Your first build
This tutorial shows you how to create builds: portable, versioned artifacts from your Xorq expressions. You’ll run xorq build, inspect the generated files, and understand how builds work.
After completing this tutorial, you know what builds are and why they matter for versioning and deployment.
This tutorial uses the iris dataset from xo.examples.iris.fetch(), which loads data from a remote URL. You need an active internet connection to run the build. If you’re offline, you’ll see a connection error like Cannot connect to host storage.googleapis.com.
Prerequisites
You need:
- Xorq installed:
pip install xorq - Basic familiarity with Xorq expressions
- Completed the Quickstart recommended
What’s a build?
A build captures your Xorq expression as a portable artifact. When you run xorq build, Xorq analyzes your code and generates files that describe the computation.
Here’s why this matters: imagine you write an expression in a notebook, it works perfectly, but you can’t easily version it or deploy it to production. Builds solve this by turning your expression into files you can check into git, share with teammates, and deploy anywhere Xorq runs.

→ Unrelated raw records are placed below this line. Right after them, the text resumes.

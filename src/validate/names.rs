use std::sync::LazyLock;

use regex::Regex;

use super::Diagnostics;

static ALPHANUMERIC_AND_DASHES: LazyLock<Regex> =
    LazyLock::new(|| Regex::new(r"^[a-zA-Z0-9-]*$").unwrap());

static ACTION_RULE_NAME: LazyLock<Regex> =
    LazyLock::new(|| Regex::new(r"^[a-zA-Z0-9][a-zA-Z0-9_-]*$").unwrap());

static RESOURCE_GROUP_NAME: LazyLock<Regex> =
    LazyLock::new(|| Regex::new(r"^[-\w._()]+$").unwrap());

static STORAGE_ACCOUNT_NAME: LazyLock<Regex> =
    LazyLock::new(|| Regex::new(r"^[a-z0-9]{3,24}$").unwrap());

const DIAGNOSTIC_SETTING_FORBIDDEN: &[char] = &['<', '>', '*', '%', '&', ':', '\\', '?', '+', '/'];

// Shared by vault-style names: 3-24 letters, digits and single dashes,
// starting with a letter and ending with a letter or digit.
fn vault_style_name(value: &str, key: &str) -> Diagnostics {
    let mut diags = Diagnostics::default();
    let len = value.chars().count();

    if !(3..=24).contains(&len) {
        diags.error(key, format!("{key} must be between 3 and 24 characters in length"));
    }
    if !ALPHANUMERIC_AND_DASHES.is_match(value) {
        diags.error(
            key,
            format!("{key} may only contain alphanumeric characters and dashes"),
        );
    }
    if !value.starts_with(|c: char| c.is_ascii_alphabetic()) {
        diags.error(key, format!("{key} must start with a letter"));
    }
    if !value.ends_with(|c: char| c.is_ascii_alphanumeric()) {
        diags.error(key, format!("{key} must end with a letter or digit"));
    }
    if value.contains("--") {
        diags.error(key, format!("{key} must not contain consecutive hyphens"));
    }
    diags
}

pub fn dedicated_hardware_security_module_name(value: &str, key: &str) -> Diagnostics {
    vault_style_name(value, key)
}

pub fn key_vault_name(value: &str, key: &str) -> Diagnostics {
    vault_style_name(value, key)
}

pub fn monitor_diagnostic_setting_name(value: &str, key: &str) -> Diagnostics {
    let mut diags = Diagnostics::default();
    let len = value.chars().count();

    if !(1..=260).contains(&len) {
        diags.error(key, format!("{key} must be between 1 and 260 characters in length"));
    }
    if value.contains(DIAGNOSTIC_SETTING_FORBIDDEN) {
        diags.error(
            key,
            format!("{key} cannot contain the characters < > * % & : \\ ? + /"),
        );
    }
    diags
}

pub fn action_rule_name(value: &str, key: &str) -> Diagnostics {
    let mut diags = Diagnostics::default();
    if !ACTION_RULE_NAME.is_match(value) {
        diags.error(
            key,
            format!(
                "{key} must start with a letter or digit and may only contain letters, digits, underscores and dashes"
            ),
        );
    }
    diags
}

pub fn resource_group_name(value: &str, key: &str) -> Diagnostics {
    let mut diags = Diagnostics::default();
    let len = value.chars().count();

    if !(1..=90).contains(&len) {
        diags.error(key, format!("{key} must be between 1 and 90 characters in length"));
    }
    if value.ends_with('.') {
        diags.error(key, format!("{key} cannot end with a period"));
    }
    if !value.is_empty() && !RESOURCE_GROUP_NAME.is_match(value) {
        diags.error(
            key,
            format!(
                "{key} may only contain alphanumeric characters, dash, underscores, parentheses and periods"
            ),
        );
    }
    diags
}

pub fn configuration_store_name(value: &str, key: &str) -> Diagnostics {
    let mut diags = Diagnostics::default();
    let len = value.chars().count();

    if !(5..=50).contains(&len) {
        diags.error(key, format!("{key} must be between 5 and 50 characters in length"));
    }
    if !ALPHANUMERIC_AND_DASHES.is_match(value) {
        diags.error(
            key,
            format!("{key} may only contain alphanumeric characters and dashes"),
        );
    }
    diags
}

pub fn storage_account_name(value: &str, key: &str) -> Diagnostics {
    let mut diags = Diagnostics::default();
    if !STORAGE_ACCOUNT_NAME.is_match(value) {
        diags.error(
            key,
            format!(
                "{key} can only consist of lowercase letters and numbers, and must be between 3 and 24 characters long"
            ),
        );
    }
    diags
}

/// Every name validator, keyed the way the command line refers to them.
pub const NAME_VALIDATORS: &[(&str, super::StringValidateFunc)] = &[
    ("dedicated_hsm_name", dedicated_hardware_security_module_name),
    ("key_vault_name", key_vault_name),
    ("monitor_diagnostic_setting_name", monitor_diagnostic_setting_name),
    ("action_rule_name", action_rule_name),
    ("resource_group_name", resource_group_name),
    ("configuration_store_name", configuration_store_name),
    ("storage_account_name", storage_account_name),
];

pub fn lookup_name_validator(name: &str) -> Option<super::StringValidateFunc> {
    NAME_VALIDATORS
        .iter()
        .find(|(key, _)| *key == name)
        .map(|(_, f)| *f)
}
//! The set of service clients shared by every resource operation.

use crate::client::{Client, ClientError, ResourceClient};
use crate::config::{Features, ProviderConfig, Timeouts};
use crate::models::{ConfigurationStore, DeletedConfigurationStore, DiagnosticSettingsResource, ResourceGroup};
use crate::resourceids::{
    ConfigurationStoreId, DeletedConfigurationStoreId, DiagnosticSettingId, ResourceGroupId,
};

pub const RESOURCES_API_VERSION: &str = "2022-09-01";
pub const APP_CONFIGURATION_API_VERSION: &str = "2023-03-01";
pub const DIAGNOSTIC_SETTINGS_API_VERSION: &str = "2021-05-01-preview";

#[derive(Debug, Clone)]
pub struct Account {
    pub subscription_id: String,
    pub tenant_id: Option<String>,
}

#[derive(Debug, Clone)]
pub struct ResourceClients {
    pub resource_groups: ResourceClient<ResourceGroupId, ResourceGroup>,
    /// For calls without a typed client, such as listing a group's resources.
    pub client: Client,
}

#[derive(Debug, Clone)]
pub struct AppConfigurationClients {
    pub configuration_stores: ResourceClient<ConfigurationStoreId, ConfigurationStore>,
    pub deleted_configuration_stores:
        ResourceClient<DeletedConfigurationStoreId, DeletedConfigurationStore>,
}

#[derive(Debug, Clone)]
pub struct MonitorClients {
    pub diagnostic_settings: ResourceClient<DiagnosticSettingId, DiagnosticSettingsResource>,
}

/// Built once from [`ProviderConfig`] and passed by reference to every
/// resource operation. Read-only after construction.
#[derive(Debug, Clone)]
pub struct Clients {
    pub account: Account,
    pub features: Features,
    pub timeouts: Timeouts,
    pub resource: ResourceClients,
    pub app_configuration: AppConfigurationClients,
    pub monitor: MonitorClients,
}

impl Clients {
    pub fn build(config: &ProviderConfig) -> Result<Self, ClientError> {
        let client = Client::with_endpoint(config.access_token.clone(), config.endpoint().to_string())?;
        let account = Account {
            subscription_id: config.subscription_id.clone(),
            tenant_id: config.tenant_id.clone(),
        };
        Ok(Self::from_client(client, account, config.features, config.timeouts))
    }

    pub fn from_client(client: Client, account: Account, features: Features, timeouts: Timeouts) -> Self {
        tracing::debug!(endpoint = %client.endpoint(), subscription_id = %account.subscription_id, "building clients");
        Self {
            account,
            features,
            timeouts,
            resource: ResourceClients {
                resource_groups: ResourceClient::new(client.clone(), RESOURCES_API_VERSION),
                client: client.clone(),
            },
            app_configuration: AppConfigurationClients {
                configuration_stores: ResourceClient::new(
                    client.clone(),
                    APP_CONFIGURATION_API_VERSION,
                ),
                deleted_configuration_stores: ResourceClient::new(
                    client.clone(),
                    APP_CONFIGURATION_API_VERSION,
                ),
            },
            monitor: MonitorClients {
                diagnostic_settings: ResourceClient::new(client, DIAGNOSTIC_SETTINGS_API_VERSION),
            },
        }
    }
}

#[cfg(test)]
mod tests {
    use super::*;

    #[test]
    fn test_build_uses_configured_endpoint() {
        let config = ProviderConfig {
            subscription_id: "12345678-1234-9876-4563-123456789012".to_string(),
            access_token: "token".to_string(),
            endpoint: Some("http://127.0.0.1:9999".to_string()),
            ..Default::default()
        };
        let clients = Clients::build(&config).unwrap();
        assert_eq!(clients.resource.client.endpoint(), "http://127.0.0.1:9999");
        assert_eq!(
            clients.app_configuration.configuration_stores.api_version(),
            APP_CONFIGURATION_API_VERSION
        );
        assert_eq!(
            clients.monitor.diagnostic_settings.api_version(),
            DIAGNOSTIC_SETTINGS_API_VERSION
        );
        assert_eq!(clients.account.subscription_id, config.subscription_id);
    }

    #[test]
    fn test_clients_are_shareable_across_tasks() {
        fn assert_send_sync<T: Send + Sync>() {}
        assert_send_sync::<Clients>();
    }
}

Builds use content hashing. Same expression = same hash, always. This gives you automatic versioning based on computational content.
Create an expression file
Start by creating a simple Python file with a Xorq expression. Create a file called my_first_expr.py:
# my_first_expr.py
import xorq.api as xo
con = xo.connect()
iris = xo.examples.iris.fetch(backend=con)
filtered_iris = (
iris
.filter(xo._.sepal_length > 6)
.group_by("species")
.agg(
count=xo._.species.count(),
avg_width=xo._.sepal_width.mean()
)
)- 1
- Connect to the backend and load the iris dataset.
- 2
- Create an expression that filters, groups, and aggregates.
This expression filters iris flowers by sepal length and aggregates by species. Nothing executes yet—it’s just a computation description.
Run your first build
Now you’ll build this expression using the xorq build command.
xorq build my_first_expr.py -e filtered_irisThe -e filtered_iris flag tells Xorq which expression variable to build from the file.
Output:
Building filtered_iris from my_first_expr.py
Written 'filtered_iris' to builds/050dac72b4d8
builds/050dac72b4d8
Xorq created a directory called builds/050dac72b4d8/ containing your build artifacts. The hash 050dac72b4d8 identifies this specific build.
The hash (like 050dac72b4d8) comes from your expression’s structure. If you run the same build command again, you get the same hash. Different expression = different hash.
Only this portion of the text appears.